### [Study material]

/---

//! Browsing the relationships of a traversal position.
//!
//! From any entity view you can pivot onto its edges, and from an edge onto the
//! entity at its other end, typed by kind, without restating the path from a
//! tenant. `hasData` edges belong to the data layout and are never listed.

use std::collections::HashSet;

use tracing::info;

use inventory_core::{
    CanonicalPath, Direction, EntityKind, EventPayload, InventoryEntity, InventoryError,
    InventoryEvent, Page, Pager, Properties, Relationship, Result, WellKnown,
};

use crate::backend::Backend;
use crate::context::TraversalContext;
use crate::fetch::{effective_pager, resolve_one, Multiple, Single};
use crate::filter::{Filter, Step};
use crate::kinds::{
    Data, EntityStrategy, Environments, Feeds, MetricTypes, Metrics, ResourceTypes, Resources,
    Tenants,
};
use crate::mutate::Read;

fn unsupported(operation: &str) -> InventoryError {
    InventoryError::Unsupported(format!("relationship {operation} is not supported"))
}

fn relationship_field(relationship: &Relationship, field: &str) -> Option<serde_json::Value> {
    match field {
        "id" => Some(serde_json::Value::String(relationship.id.clone())),
        "label" => Some(serde_json::Value::String(relationship.label.clone())),
        name => relationship.properties.get(name).cloned(),
    }
}

/// Shared state of the relationship views: the entities whose edges are browsed.
struct EdgeScope<B: Backend> {
    ctx: TraversalContext<B>,
    source_kind: EntityKind,
    direction: Direction,
    label: Option<String>,
}

impl<B: Backend> Clone for EdgeScope<B> {
    fn clone(&self) -> Self {
        Self {
            ctx: self.ctx.clone(),
            source_kind: self.source_kind,
            direction: self.direction,
            label: self.label.clone(),
        }
    }
}

impl<B: Backend> EdgeScope<B> {
    async fn edges(&self) -> Result<Vec<B::Element>> {
        if self.label.as_deref() == Some(WellKnown::HasData.name()) {
            return Ok(Vec::new());
        }

        let backend = self.ctx.backend();
        let mut seen = HashSet::new();
        let mut edges = Vec::new();
        for source in backend.resolve(self.ctx.path()).await? {
            for edge in backend
                .get_relationships(&source, self.direction, self.label.as_deref())
                .await?
            {
                if seen.insert(edge.clone()) {
                    edges.push(edge);
                }
            }
        }
        Ok(edges)
    }

    async fn relationships(&self) -> Result<Vec<Relationship>> {
        let backend = self.ctx.backend();
        let mut relationships = Vec::new();
        for edge in self.edges().await? {
            relationships.push(backend.convert_relationship(&edge).await?);
        }
        Ok(relationships)
    }

    fn cross<S: EntityStrategy<B>>(&self, alternatives: Vec<Vec<Filter>>) -> Read<B, S> {
        let kind = <S::Entity as InventoryEntity>::KIND;
        let alternatives = alternatives
            .into_iter()
            .map(|mut hop| {
                hop.push(Filter::of_type(kind));
                hop
            })
            .collect();
        Read::new(self.ctx.hop(Step::any_of(alternatives), kind))
    }
}

/// Relationships of the entities at a position, in one direction.
pub struct Relationships<B: Backend> {
    scope: EdgeScope<B>,
}

impl<B: Backend> Clone for Relationships<B> {
    fn clone(&self) -> Self {
        Self {
            scope: self.scope.clone(),
        }
    }
}

impl<B: Backend> Relationships<B> {
    pub(crate) fn new(ctx: TraversalContext<B>, source_kind: EntityKind, direction: Direction) -> Self {
        Self {
            scope: EdgeScope {
                ctx,
                source_kind,
                direction,
                label: None,
            },
        }
    }

    /// Only edges carrying `label`.
    pub fn named(&self, label: impl Into<String>) -> Self {
        let mut scope = self.scope.clone();
        scope.label = Some(label.into());
        Self { scope }
    }

    pub fn get(&self, id: impl Into<String>) -> SingleRelationship<B> {
        SingleRelationship {
            scope: self.scope.clone(),
            id: id.into(),
        }
    }

    /// Relationships passing every filter. Only id filters apply to
    /// relationships; anything else is rejected here, before any lookup.
    pub fn get_all(&self, filters: Vec<Filter>) -> Result<MultipleRelationships<B>> {
        let offending: Vec<String> = filters
            .iter()
            .filter(|f| !f.is_id_filter())
            .map(ToString::to_string)
            .collect();
        if !offending.is_empty() {
            return Err(InventoryError::IllegalArgument(format!(
                "only id filters can be applied to relationships, got: {}",
                offending.join(", ")
            )));
        }
        Ok(MultipleRelationships {
            scope: self.scope.clone(),
            filters,
        })
    }

    pub fn create(
        &self,
        _label: &str,
        _target: &CanonicalPath,
        _properties: Properties,
    ) -> Result<Relationship> {
        Err(unsupported("creation"))
    }

    pub fn update(&self, _id: &str, _properties: Properties) -> Result<()> {
        Err(unsupported("update"))
    }

    pub fn delete(&self, _id: &str) -> Result<()> {
        Err(unsupported("deletion"))
    }
}

/// One relationship, looked up by id among the position's edges.
pub struct SingleRelationship<B: Backend> {
    scope: EdgeScope<B>,
    id: String,
}

impl<B: Backend> SingleRelationship<B> {
    pub fn id(&self) -> &str {
        &self.id
    }

    pub async fn entity(&self) -> Result<Relationship> {
        self.scope
            .relationships()
            .await?
            .into_iter()
            .find(|r| r.id == self.id)
            .ok_or_else(|| InventoryError::RelationNotFound {
                source_kind: self.scope.source_kind,
                id: self.id.clone(),
                filters: self.scope.ctx.path().to_string(),
            })
    }

    pub async fn exists(&self) -> Result<bool> {
        match self.entity().await {
            Ok(_) => Ok(true),
            Err(InventoryError::RelationNotFound { .. }) => Ok(false),
            Err(e) => Err(e),
        }
    }

    fn other_end<S: EntityStrategy<B>>(&self) -> Read<B, S> {
        self.scope.cross(vec![vec![Filter::by_relationship_id(
            self.id.clone(),
            self.scope.label.clone(),
            self.scope.direction,
        )]])
    }

    pub fn tenants(&self) -> Read<B, Tenants> {
        self.other_end()
    }

    pub fn environments(&self) -> Read<B, Environments> {
        self.other_end()
    }

    pub fn feeds(&self) -> Read<B, Feeds> {
        self.other_end()
    }

    pub fn resource_types(&self) -> Read<B, ResourceTypes> {
        self.other_end()
    }

    pub fn metric_types(&self) -> Read<B, MetricTypes> {
        self.other_end()
    }

    pub fn resources(&self) -> Read<B, Resources> {
        self.other_end()
    }

    pub fn metrics(&self) -> Read<B, Metrics> {
        self.other_end()
    }

    pub fn data(&self) -> Read<B, Data> {
        self.other_end()
    }
}

/// The relationships of a position matching a set of id filters.
pub struct MultipleRelationships<B: Backend> {
    scope: EdgeScope<B>,
    filters: Vec<Filter>,
}

impl<B: Backend> MultipleRelationships<B> {
    pub async fn entities(&self, pager: &Pager) -> Result<Page<Relationship>> {
        let mut relationships: Vec<Relationship> = self
            .scope
            .relationships()
            .await?
            .into_iter()
            .filter(|r| self.filters.iter().all(|f| f.accepts_id(&r.id)))
            .collect();

        let pager = effective_pager(&self.scope.ctx, pager);
        pager.sort(&mut relationships, relationship_field);
        Ok(pager.slice(relationships))
    }

    pub async fn count(&self) -> Result<usize> {
        Ok(self.entities(&Pager::unlimited()).await?.total)
    }

    /// The edge ids the filters pin down, `None` when unfiltered.
    fn pinned_ids(&self) -> Option<Vec<String>> {
        let mut filters = self.filters.iter();
        let first = filters.next()?;
        let candidates = match first {
            Filter::WithId(id) => vec![id.clone()],
            Filter::WithIds(ids) => ids.clone(),
            _ => Vec::new(),
        };
        Some(
            candidates
                .into_iter()
                .filter(|id| filters.clone().all(|f| f.accepts_id(id)))
                .collect(),
        )
    }

    fn other_end<S: EntityStrategy<B>>(&self) -> Read<B, S> {
        let direction = self.scope.direction;
        let label = &self.scope.label;
        let alternatives = match self.pinned_ids() {
            None => vec![vec![Filter::Related {
                label: label.clone(),
                direction,
            }]],
            Some(ids) => ids
                .into_iter()
                .map(|id| vec![Filter::by_relationship_id(id, label.clone(), direction)])
                .collect(),
        };
        self.scope.cross(alternatives)
    }

    pub fn tenants(&self) -> Read<B, Tenants> {
        self.other_end()
    }

    pub fn environments(&self) -> Read<B, Environments> {
        self.other_end()
    }

    pub fn feeds(&self) -> Read<B, Feeds> {
        self.other_end()
    }

    pub fn resource_types(&self) -> Read<B, ResourceTypes> {
        self.other_end()
    }

    pub fn metric_types(&self) -> Read<B, MetricTypes> {
        self.other_end()
    }

    pub fn resources(&self) -> Read<B, Resources> {
        self.other_end()
    }

    pub fn metrics(&self) -> Read<B, Metrics> {
        self.other_end()
    }

    pub fn data(&self) -> Read<B, Data> {
        self.other_end()
    }
}

// ── Associations ─────────────────────────────────────────────────

/// The metrics a resource owns, with the means to change that set.
pub struct Associations<B: Backend> {
    resource: Single<B, Resources>,
}

impl<B: Backend> Associations<B> {
    pub(crate) fn new(resource: Single<B, Resources>) -> Self {
        Self { resource }
    }

    fn owned(&self) -> Read<B, Metrics> {
        Read::new(self.resource.context().proceed_over(
            WellKnown::Owns.name(),
            Direction::Outgoing,
            EntityKind::Metric,
        ))
    }

    pub fn get(&self, id: impl Into<String>) -> Single<B, Metrics> {
        self.owned().get(id)
    }

    pub fn get_all(&self) -> Multiple<B, Metrics> {
        self.owned().get_all()
    }

    /// Make the resource own the metric at `metric`. Both must live in the same tenant.
    pub async fn associate(&self, metric: &CanonicalPath) -> Result<Relationship> {
        if metric.kind() != EntityKind::Metric {
            return Err(InventoryError::IllegalArgument(format!(
                "only metrics can be associated with a resource, got {metric}"
            )));
        }

        let ctx = self.resource.context();
        let backend = ctx.backend();
        let resource = self.resource.element().await?;
        let resource_path = backend.extract_canonical_path(&resource).await?;
        if resource_path.tenant_id() != metric.tenant_id() {
            return Err(InventoryError::IllegalArgument(format!(
                "{metric} is not in the tenant of {resource_path}"
            )));
        }

        let target = resolve_one(&ctx.replace_path(metric), EntityKind::Metric).await?;
        let edge = ctx
            .relate(&resource, &target, WellKnown::Owns.name(), &Properties::new())
            .await?;
        let relationship = backend.convert_relationship(&edge).await?;

        info!(resource = %resource_path, metric = %metric, "Metric associated");
        ctx.publish(vec![InventoryEvent::new(EventPayload::RelationshipCreated {
            relationship: relationship.clone(),
        })]);
        Ok(relationship)
    }

    /// Remove the `owns` edge between the resource and the metric at `metric`.
    pub async fn disassociate(&self, metric: &CanonicalPath) -> Result<Relationship> {
        let ctx = self.resource.context();
        let backend = ctx.backend();
        let resource = self.resource.element().await?;

        let edges = backend
            .get_relationships(&resource, Direction::Outgoing, Some(WellKnown::Owns.name()))
            .await?;
        for edge in edges {
            let target = backend.get_relationship_target(&edge).await?;
            if backend.extract_canonical_path(&target).await? != *metric {
                continue;
            }

            let relationship = backend.convert_relationship(&edge).await?;
            backend.delete(&edge).await?;
            info!(metric = %metric, "Metric disassociated");
            ctx.publish(vec![InventoryEvent::new(EventPayload::RelationshipDeleted {
                relationship: relationship.clone(),
            })]);
            return Ok(relationship);
        }

        Err(InventoryError::RelationNotFound {
            source_kind: EntityKind::Resource,
            id: format!("{}:{metric}", WellKnown::Owns),
            filters: ctx.path().to_string(),
        })
    }
}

\---

### [Work order]
How many lines of the entries above include the word "Associations"? Answer with the number only.

### [Output for this task]
3